Fixers: ‘I feel incredibly creative right now’
Oxford band Fixers write so many songs they used to give them away for free. Now they’re having to slow down a bit.
By Micheal Hann.
FIXERS are preoccupied by the passage of time: by their inability to keep pace with it, by the way their current situation – with an album recorded but half a year from release – leaves them stranded, by the way it can shape fates. “It could be,” suggests singer/keyboard player Jack Goldstein, “that the success of the most successful musicians could be down to the fact they move at the right pace.” He ponders one of his heroes, someone who never saw success in his own lifetime. “Arthur Russell is an incredible example of someone who moved so quickly that success was never going to see him.”
Goldstein and guitarist Roo Bhasin often return to the issue of music that is new to their fans already seeming old to the band. “Talking about the future, for us, is talking about the past,” Goldstein muses. “I feel incredibly creative right now, like making a bunch of songs, but I have to not think about when those songs are ever going to see the light of day, because we’ve just recorded a bunch of songs and they’re not going to see the light of day for another six months.”
It’s an odd situation for Fixers, who generated excitement by putting their music – lush, faintly psychedelic pop songs full of rich and sometimes unsettling harmony singing, reminiscent of Smile-era Beach Boys – on to the web for anyone to hear.
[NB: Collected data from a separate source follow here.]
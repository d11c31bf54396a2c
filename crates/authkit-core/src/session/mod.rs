//! Session controller
//!
//! Drives the three login transitions: send the browser to the provider,
//! turn the provider's callback into a signed session token, and check a
//! presented token. Nothing here is stored; every token is self-contained.

use std::future::Future;
use std::sync::Arc;
use std::time::Duration;

use url::Url;

use crate::config::ProviderConfig;
use crate::jwt::{SessionClaims, SessionKeys, TokenMinter, TokenVerifier, VerifiedSession};
use crate::provider::{AuthorizationRequest, CodeExchange, IdentityProvider, SignInProvider};
use crate::{ProviderError, Result};

/// Client identity and callback settings used for every login
#[derive(Debug, Clone)]
pub struct LoginSettings {
    pub client_id: String,
    pub redirect_uri: String,
    pub provider_timeout: Duration,
}

impl From<&ProviderConfig> for LoginSettings {
    fn from(config: &ProviderConfig) -> Self {
        Self {
            client_id: config.client_id.clone(),
            redirect_uri: config.redirect_uri.clone(),
            provider_timeout: config.timeout,
        }
    }
}

/// Result of a successful callback
#[derive(Debug, Clone)]
pub struct IssuedSession {
    pub token: String,
    pub claims: SessionClaims,
}

/// Outcome of a session check
#[derive(Debug, Clone, PartialEq)]
pub enum SessionStatus {
    Authenticated(VerifiedSession),
    Unauthenticated,
}

impl SessionStatus {
    pub fn is_authenticated(&self) -> bool {
        matches!(self, SessionStatus::Authenticated(_))
    }
}

pub struct SessionController {
    provider: Arc<dyn IdentityProvider>,
    minter: TokenMinter,
    verifier: TokenVerifier,
    settings: LoginSettings,
}

impl SessionController {
    pub fn new(
        provider: Arc<dyn IdentityProvider>,
        keys: SessionKeys,
        settings: LoginSettings,
    ) -> Self {
        Self {
            provider,
            minter: TokenMinter::new(keys.clone()),
            verifier: TokenVerifier::new(keys),
            settings,
        }
    }

    /// Authorization URL for the hosted sign-in page
    pub async fn begin_login(&self) -> std::result::Result<Url, ProviderError> {
        let request = AuthorizationRequest {
            provider: SignInProvider::AuthKit,
            redirect_uri: self.settings.redirect_uri.clone(),
            client_id: self.settings.client_id.clone(),
        };

        self.bounded(self.provider.authorization_url(&request)).await
    }

    /// Exchange the callback code and mint a session token for the user.
    ///
    /// A failed exchange is final for this request; the browser has to start
    /// over at login.
    pub async fn complete_login(&self, code: &str) -> Result<IssuedSession> {
        let exchange = CodeExchange {
            code: code.to_string(),
            client_id: self.settings.client_id.clone(),
        };

        let response = self
            .bounded(self.provider.authenticate_with_code(&exchange))
            .await
            .map_err(|e| {
                match &e {
                    ProviderError::Rejected(detail) => {
                        tracing::warn!("Authorization code rejected: {}", detail)
                    }
                    other => tracing::error!("Code exchange failed: {}", other),
                }
                e
            })?;

        let claims = SessionClaims::new(response.user);
        let token = self.minter.mint(&claims)?;

        tracing::info!(
            user_id = claims.user.id().unwrap_or("<unknown>"),
            "Issued session token"
        );

        Ok(IssuedSession { token, claims })
    }

    /// Check a presented token. A missing token is treated like a bad one.
    pub fn check_session(&self, token: Option<&str>) -> SessionStatus {
        let Some(token) = token else {
            tracing::debug!("No session token presented");
            return SessionStatus::Unauthenticated;
        };

        match self.verifier.verify(token) {
            Ok(session) => SessionStatus::Authenticated(session),
            Err(reason) => {
                tracing::debug!(%reason, "Rejected session token");
                SessionStatus::Unauthenticated
            }
        }
    }

    async fn bounded<T, F>(&self, call: F) -> std::result::Result<T, ProviderError>
    where
        F: Future<Output = std::result::Result<T, ProviderError>>,
    {
        tokio::time::timeout(self.settings.provider_timeout, call)
            .await
            .unwrap_or(Err(ProviderError::Timeout))
    }
}

impl std::fmt::Debug for SessionController {
    fn fmt(&self, f: &mut std::fmt::Formatter<'_>) -> std::fmt::Result {
        f.debug_struct("SessionController")
            .field("settings", &self.settings)
            .finish_non_exhaustive()
    }
}
//! WorkOS User Management client

use std::time::Duration;

use async_trait::async_trait;
use serde::{Deserialize, Serialize};
use url::Url;

use super::{AuthenticationResponse, AuthorizationRequest, CodeExchange, IdentityProvider};
use crate::config::ProviderConfig;
use crate::{AuthError, ProviderError};

const AUTHORIZATION_CODE_GRANT: &str = "authorization_code";

#[derive(Debug, Serialize)]
struct AuthenticateRequest<'a> {
    client_id: &'a str,
    client_secret: &'a str,
    grant_type: &'a str,
    code: &'a str,
}

/// Error body returned by WorkOS on 4xx responses
#[derive(Debug, Default, Deserialize)]
struct ErrorBody {
    error: Option<String>,
    error_description: Option<String>,
    message: Option<String>,
}

impl ErrorBody {
    fn summary(&self) -> String {
        self.error_description
            .as_deref()
            .or(self.message.as_deref())
            .or(self.error.as_deref())
            .unwrap_or("no error detail")
            .to_string()
    }
}

/// [`IdentityProvider`] backed by the WorkOS REST API
#[derive(Clone)]
pub struct WorkOsClient {
    http_client: reqwest::Client,
    api_base: Url,
    api_key: String,
}

impl WorkOsClient {
    /// Create a client with connect/request timeouts taken from the config
    pub fn new(config: &ProviderConfig) -> Result<Self, AuthError> {
        let http_client = reqwest::Client::builder()
            .connect_timeout(Duration::from_secs(5).min(config.timeout))
            .timeout(config.timeout)
            .pool_idle_timeout(Duration::from_secs(90))
            .build()
            .map_err(|e| AuthError::Config(format!("Failed to build HTTP client: {}", e)))?;

        Ok(Self::with_client(config, http_client))
    }

    /// Use a caller-supplied HTTP client (proxies, custom TLS)
    pub fn with_client(config: &ProviderConfig, http_client: reqwest::Client) -> Self {
        Self {
            http_client,
            api_base: config.api_base_url.clone(),
            api_key: config.api_key.clone(),
        }
    }

    fn endpoint(&self, segments: &[&str]) -> Result<Url, ProviderError> {
        let mut url = self.api_base.clone();
        url.path_segments_mut()
            .map_err(|_| {
                ProviderError::InvalidResponse(format!("API base {} cannot hold a path", self.api_base))
            })?
            .pop_if_empty()
            .extend(segments);
        Ok(url)
    }
}

#[async_trait]
impl IdentityProvider for WorkOsClient {
    async fn authorization_url(&self, request: &AuthorizationRequest) -> Result<Url, ProviderError> {
        let mut url = self.endpoint(&["user_management", "authorize"])?;
        url.query_pairs_mut()
            .append_pair("client_id", &request.client_id)
            .append_pair("redirect_uri", &request.redirect_uri)
            .append_pair("response_type", "code")
            .append_pair("provider", request.provider.as_str());
        Ok(url)
    }

    async fn authenticate_with_code(
        &self,
        exchange: &CodeExchange,
    ) -> Result<AuthenticationResponse, ProviderError> {
        let url = self.endpoint(&["user_management", "authenticate"])?;
        tracing::debug!("Exchanging authorization code at {}", url);

        let body = AuthenticateRequest {
            client_id: &exchange.client_id,
            client_secret: &self.api_key,
            grant_type: AUTHORIZATION_CODE_GRANT,
            code: &exchange.code,
        };

        let response = self
            .http_client
            .post(url)
            .json(&body)
            .send()
            .await
            .map_err(|e| {
                if e.is_timeout() {
                    ProviderError::Timeout
                } else {
                    ProviderError::Unavailable(e.to_string())
                }
            })?;

        let status = response.status();
        if is_transient(status) {
            return Err(ProviderError::Unavailable(format!("provider returned {}", status)));
        }
        if status.is_client_error() {
            let detail = response.json::<ErrorBody>().await.unwrap_or_default();
            return Err(ProviderError::Rejected(format!("{}: {}", status, detail.summary())));
        }
        if !status.is_success() {
            return Err(ProviderError::Unavailable(format!("provider returned {}", status)));
        }

        response
            .json::<AuthenticationResponse>()
            .await
            .map_err(|e| ProviderError::InvalidResponse(e.to_string()))
    }
}

/// Throttling and request timeouts say nothing about the code itself
fn is_transient(status: reqwest::StatusCode) -> bool {
    status == reqwest::StatusCode::TOO_MANY_REQUESTS || status == reqwest::StatusCode::REQUEST_TIMEOUT
}

impl std::fmt::Debug for WorkOsClient {
    fn fmt(&self, f: &mut std::fmt::Formatter<'_>) -> std::fmt::Result {
        f.debug_struct("WorkOsClient")
            .field("api_base", &self.api_base.as_str())
            .finish_non_exhaustive()
    }
}
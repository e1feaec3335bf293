use serde::{Deserialize, Deserializer, Serialize, Serializer};

/// Marquee speed selector.
///
/// Maps to the number of cells the track advances per animation tick.
/// Selector strings are permissive: anything other than `"slow"` or `"fast"`
/// behaves as `Medium`, so parsing never fails.
#[derive(Debug, Clone, Copy, PartialEq, Eq, Default)]
pub enum Speed {
    Slow,
    #[default]
    Medium,
    Fast,
}

impl Speed {
    /// Cells advanced per animation tick.
    #[inline]
    pub fn cells_per_tick(&self) -> f64 {
        match self {
            Speed::Slow => 0.5,
            Speed::Medium => 1.0,
            Speed::Fast => 2.0,
        }
    }

    /// Parse a speed selector string.
    pub fn parse(s: &str) -> Self {
        match s {
            "slow" => Speed::Slow,
            "fast" => Speed::Fast,
            _ => Speed::Medium,
        }
    }

    pub fn as_str(&self) -> &'static str {
        match self {
            Speed::Slow => "slow",
            Speed::Medium => "medium",
            Speed::Fast => "fast",
        }
    }
}

impl std::str::FromStr for Speed {
    type Err = std::convert::Infallible;

    fn from_str(s: &str) -> Result<Self, Self::Err> {
        Ok(Speed::parse(s))
    }
}

impl std::fmt::Display for Speed {
    fn fmt(&self, f: &mut std::fmt::Formatter<'_>) -> std::fmt::Result {
        f.write_str(self.as_str())
    }
}

// Config files carry speeds as bare strings ("slow", "fast"), with the same
// permissive fallback as the selector strings.
impl Serialize for Speed {
    fn serialize<S>(&self, serializer: S) -> Result<S::Ok, S::Error>
    where
        S: Serializer,
    {
        serializer.serialize_str(self.as_str())
    }
}

impl<'de> Deserialize<'de> for Speed {
    fn deserialize<D>(deserializer: D) -> Result<Self, D::Error>
    where
        D: Deserializer<'de>,
    {
        let s = String::deserialize(deserializer)?;
        Ok(Speed::parse(&s))
    }
}

#[cfg(test)]
mod tests {
    use super::*;

    #[test]
    fn test_speed_mapping() {
        assert_eq!(Speed::Slow.cells_per_tick(), 0.5);
        assert_eq!(Speed::Medium.cells_per_tick(), 1.0);
        assert_eq!(Speed::Fast.cells_per_tick(), 2.0);
    }

    #[test]
    fn test_parse_known_selectors() {
        assert_eq!(Speed::parse("slow"), Speed::Slow);
        assert_eq!(Speed::parse("medium"), Speed::Medium);
        assert_eq!(Speed::parse("fast"), Speed::Fast);
    }

    #[test]
    fn test_unknown_selector_behaves_as_medium() {
        for s in ["", "turbo", "FAST", "Slow", "1"] {
            assert_eq!(Speed::parse(s), Speed::Medium, "selector {:?}", s);
        }
    }

    #[test]
    fn test_deserialize_from_string() {
        #[derive(serde::Deserialize)]
        struct Wrapper {
            speed: Speed,
        }

        let w: Wrapper = toml::from_str(r#"speed = "fast""#).unwrap();
        assert_eq!(w.speed, Speed::Fast);

        let w: Wrapper = toml::from_str(r#"speed = "whatever""#).unwrap();
        assert_eq!(w.speed, Speed::Medium);
    }
}
use ratatui::{
    layout::Rect,
    style::{Modifier, Style},
    text::{Line, Span},
    widgets::Paragraph,
    Frame,
};

use crate::app::{App, MARQUEE_ROW, PAGE_HEIGHT};
use crate::theme::Palette;
use crate::widgets::MarqueeWidget;

/// Filler copy surrounding the marquee so page scrolling has something to
/// scroll through.
const FILLER: [&str; 4] = [
    "The quick brown fox jumps over the lazy dog while the ticker rolls on.",
    "Page content above and below the marquee is ordinary static text.",
    "Nothing on this page updates except the scrolling strip.",
    "Keep scrolling to push the marquee off screen and watch it pause.",
];

pub struct PageWidget;

impl PageWidget {
    /// Render the scrollable demo page, then overlay the marquee at its row.
    pub fn render(frame: &mut Frame, area: Rect, app: &App) {
        let marquee_rows = app.effect.cell_height().max(1);

        let mut lines: Vec<Line> = Vec::with_capacity(PAGE_HEIGHT as usize);
        for row in 0..PAGE_HEIGHT {
            let line = if row == 0 {
                Line::from(Span::styled(
                    "tickerline",
                    Style::default()
                        .fg(Palette::ACCENT)
                        .add_modifier(Modifier::BOLD),
                ))
            } else if row == 2 {
                Line::from(Span::styled(
                    "Scroll with j/k; the marquee pauses whenever it leaves the screen.",
                    Style::default().fg(Palette::GREY2),
                ))
            } else if (MARQUEE_ROW..MARQUEE_ROW + marquee_rows).contains(&row) {
                // drawn by the marquee widget below
                Line::default()
            } else if row % 9 == 4 {
                Line::from(Span::styled(
                    format!("Section {}", row / 9 + 1),
                    Style::default().fg(Palette::FG0).add_modifier(Modifier::BOLD),
                ))
            } else {
                Line::from(Span::styled(
                    FILLER[row as usize % FILLER.len()],
                    Style::default().fg(Palette::GREY1),
                ))
            };
            lines.push(line);
        }

        let paragraph = Paragraph::new(lines).scroll((app.page_scroll, 0));
        frame.render_widget(paragraph, area);

        let (marquee_area, row_offset) = app.marquee_placement(area);
        if marquee_area.height > 0 {
            MarqueeWidget::render(frame, marquee_area, &app.effect, row_offset);
        }
    }
}
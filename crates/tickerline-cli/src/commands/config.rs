use anyhow::Result;

use tickerline_core::AppConfig;

/// Print the configuration file path
pub fn path() -> Result<()> {
    println!("{}", AppConfig::config_path().display());
    Ok(())
}

/// Write the active configuration to disk
pub fn init(config: &AppConfig) -> Result<()> {
    config.save()?;
    println!("Wrote {}", AppConfig::config_path().display());
    Ok(())
}
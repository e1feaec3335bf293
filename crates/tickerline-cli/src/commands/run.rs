use std::io;

use anyhow::Result;
use crossterm::{
    execute,
    terminal::{
        disable_raw_mode, enable_raw_mode, EnterAlternateScreen, LeaveAlternateScreen, SetTitle,
    },
};
use ratatui::{
    backend::CrosstermBackend,
    layout::{Constraint, Direction, Layout, Rect},
    style::Style,
    text::{Line, Span},
    Terminal,
};
use tracing::info;

use tickerline_core::{AppConfig, Speed};
use tickerline_tui::{
    app::App,
    event::{AppEvent, EventHandler},
    input::{handle_key_event, Action},
    marquee::MarqueeEffect,
    source::Source,
    theme::Palette,
    widgets::{PageWidget, StatusBarWidget},
};

pub fn run(
    config: &AppConfig,
    text: Option<String>,
    speed: Option<Speed>,
    block: bool,
) -> Result<()> {
    let speed = speed.unwrap_or(config.marquee.speed);
    let text = text.unwrap_or_else(|| config.marquee.text.clone());
    let block = block || config.marquee.block;

    // The strip to scroll, styled once; the effect clones it across the track
    let line = Line::from(Span::styled(text, Style::default().fg(Palette::YELLOW)));
    let source = if block {
        Source::block(line)
    } else {
        Source::inline(line)
    };

    let effect = MarqueeEffect::new(source, speed)?;
    let mut app = App::new(config.clone(), effect);

    // Setup terminal
    enable_raw_mode()?;
    let mut stdout = io::stdout();
    execute!(stdout, EnterAlternateScreen, SetTitle("tickerline"))?;

    let backend = CrosstermBackend::new(stdout);
    let mut terminal = Terminal::new(backend)?;

    let event_handler = EventHandler::new(config.ui.tick_rate_ms);

    info!(speed = %speed, "marquee demo started");

    // Main loop
    let mut content_area = Rect::default();
    loop {
        // Draw UI
        terminal.draw(|frame| {
            let size = frame.area();

            // Main layout: content + status bar
            let main_layout = Layout::default()
                .direction(Direction::Vertical)
                .constraints([Constraint::Min(1), Constraint::Length(1)])
                .split(size);

            content_area = main_layout[0];
            app.content_height = content_area.height;

            PageWidget::render(frame, main_layout[0], &app);
            StatusBarWidget::render(frame, main_layout[1], &app);
        })?;

        // Handle events
        if let Some(event) = event_handler.next()? {
            match event {
                AppEvent::Key(key) => match handle_key_event(key) {
                    Action::Quit => app.should_quit = true,
                    Action::PageDown => app.page_down(),
                    Action::PageUp => app.page_up(),
                    Action::JumpToTop => app.jump_to_top(),
                    Action::JumpToBottom => app.jump_to_bottom(),
                    Action::None => {}
                },
                AppEvent::Resize(_, _) => app.on_resize(),
                AppEvent::Tick => app.on_tick(content_area),
            }
        }

        if app.should_quit {
            break;
        }
    }

    // Restore terminal
    disable_raw_mode()?;
    execute!(terminal.backend_mut(), LeaveAlternateScreen)?;
    terminal.show_cursor()?;

    Ok(())
}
Signing to a major label, Vertigo, put paid to that. “That’s one of the things we learned quite quickly after we signed,” Bhasin says, “that you can’t just do everything you want to do, when you want to do it. But that’s part of the responsibility that comes with signing to a label, any label.”
They have to find other ways, then, to keep people on their toes. That’s what they’ve managed with their new single, Swimmhaus Johannesburg, which eschews the sunshine pop for sleek and streamlined house. Does that mean the Brian Wilson sound was a red herring? “I like the way you use the term red herring,” Bhasin says with a smile. “It wasn’t meant to be that way, but we do want people to realise we’re not headed down one particular path.”
"I didn’t even think it was that different," Goldstein adds. "The people who have embraced us because of that Beach Boys thing – that’s fundamentally what we do. We’re not trying to push them away, but you do have to expose people to everything you want to do."
"It’s hard to do that before you have an album, because you’re just giving people little snippets," Bhasin says. "You want them to understand as much about you as they can, which is why we decided to put that out."
Fixers’ last single, the EP Here Comes 2001 So Let’s All Head for the Sun, fit more squarely into the Beach Boys template (and when it was released in the spring, Goldstein was already worrying about it being"very stale"). It was also a sign of Fixers’ restlessness – it was the culmination of a fascination with UFO religions and cults. “I always find it interesting when something’s really reviled and people don’t like it but they don’t really know anything about it,” Goldstein says. I always think: why is it so bad?” He picks up the example of Scientology. “I know why it’s so bad, because I went and found out about it,” he says. “We went to the Church of Scientology in Liverpool Street and it was pretty scary. We got put on an E-Meter – it’s like a cheap, plastic lie detector. They didn’t seem to work on me. I actually felt for the Scientology lady – she was falling flat on her face.”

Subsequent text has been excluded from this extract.